Work item:
Return verbatim all lines from the first one in the records to the line with "every rank. The", both ends kept.
##############################
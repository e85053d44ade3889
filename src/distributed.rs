//! Cross-worker compare-exchange and the distributed network driver.
//!
//! All coordination is point-to-point rendezvous between the two workers of
//! one scheduled exchange; there is no broadcast and no barrier between
//! stages. A blocked rendezvous that never completes deadlocks the run:
//! the static, fully connected, fixed-membership model has no timeout or
//! partial-failure recovery, and any message failure aborts the whole
//! process group.

use log::debug;
use mpi::topology::SimpleCommunicator;
use mpi::traits::{Communicator, Destination, Equivalence, Root, Source};

use crate::constants::ROOT_RANK;
use crate::merge;
use crate::network::{self, Exchange};
use crate::types::{Direction, Result, SortError};

/// Perform one scheduled compare-exchange between the two named workers.
///
/// Ranks other than `partner_a` and `partner_b` return immediately, so the
/// routine is safe to call identically, in lockstep, on every rank. The
/// acting pair swap their full partitions under the round's tag, sort the
/// combined buffer in the round's direction, and retain one half each:
/// `partner_a` the first, `partner_b` the second.
///
/// Protocol rule: `partner_a` sends then receives while `partner_b`
/// receives then sends. Both operations block, so the fixed order is what
/// keeps the symmetric rendezvous deadlock-free.
pub fn compare_exchange<T>(world: &SimpleCommunicator, partition: &mut [T], exchange: &Exchange)
where
    T: Equivalence + Ord + Default + Clone,
{
    let rank = world.rank();
    if rank != exchange.partner_a && rank != exchange.partner_b {
        return;
    }

    let other = if rank == exchange.partner_a {
        exchange.partner_b
    } else {
        exchange.partner_a
    };
    let partner = world.process_at_rank(other);

    let mut received = vec![T::default(); partition.len()];
    if rank == exchange.partner_a {
        partner.send_with_tag(&partition[..], exchange.tag);
        partner.receive_into_with_tag(&mut received[..], exchange.tag);
    } else {
        partner.receive_into_with_tag(&mut received[..], exchange.tag);
        partner.send_with_tag(&partition[..], exchange.tag);
    }

    let combined = merge::merge_partitions(partition, &received, exchange.direction);
    let half = partition.len();
    if rank == exchange.partner_a {
        partition.clone_from_slice(&combined[..half]);
    } else {
        partition.clone_from_slice(&combined[half..]);
    }
}

/// Sort the sequence distributed over the communicator's workers.
///
/// Every rank must call this with a partition of the same power-of-two
/// length. The partition is sorted locally, then driven through the
/// network schedule; on return the concatenation of all partitions in rank
/// order is sorted ascending.
pub fn sort<T>(world: &SimpleCommunicator, partition: &mut [T]) -> Result<()>
where
    T: Equivalence + Ord + Default + Clone,
{
    let size = world.size();
    if !(size as usize).is_power_of_two() {
        return Err(SortError::WorkerCount(size));
    }
    if !partition.len().is_power_of_two() {
        return Err(SortError::PartitionLen(partition.len()));
    }

    merge::sort(partition, Direction::Ascending);

    let rounds = network::schedule(size);
    debug!(
        "rank {} entering {} compare-exchange rounds over {} workers",
        world.rank(),
        rounds.len(),
        size
    );
    for exchange in &rounds {
        compare_exchange(world, partition, exchange);
    }
    Ok(())
}

/// Gather every worker's partition to the root rank, in rank order.
///
/// Returns the concatenated sequence on the root and `None` elsewhere.
/// Partitions keep their fixed equal length throughout the sort, so a
/// plain equal-count gather preserves rank order.
pub fn gather_to_root<T>(world: &SimpleCommunicator, partition: &[T]) -> Option<Vec<T>>
where
    T: Equivalence + Default + Clone,
{
    let size = world.size();
    let root_process = world.process_at_rank(ROOT_RANK);

    if world.rank() == ROOT_RANK {
        let mut gathered = vec![T::default(); partition.len() * size as usize];
        root_process.gather_into_root(partition, &mut gathered[..]);
        Some(gathered)
    } else {
        root_process.gather_into(partition);
        None
    }
}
##############################
Worked solution:
repository e85053d44ade3889
filename src/distributed.rs
//! Cross-worker compare-exchange and the distributed network driver.
//!
//! All coordination is point-to-point rendezvous between the two workers of
//! one scheduled exchange; there is no broadcast and no barrier between
//! stages. A blocked rendezvous that never completes deadlocks the run:
//! the static, fully connected, fixed-membership model has no timeout or
//! partial-failure recovery, and any message failure aborts the whole
//! process group.

use log::debug;
use mpi::topology::SimpleCommunicator;
use mpi::traits::{Communicator, Destination, Equivalence, Root, Source};

use crate::constants::ROOT_RANK;
use crate::merge;
use crate::network::{self, Exchange};
use crate::types::{Direction, Result, SortError};

/// Perform one scheduled compare-exchange between the two named workers.
///
/// Ranks other than `partner_a` and `partner_b` return immediately, so the
/// routine is safe to call identically, in lockstep, on every rank. The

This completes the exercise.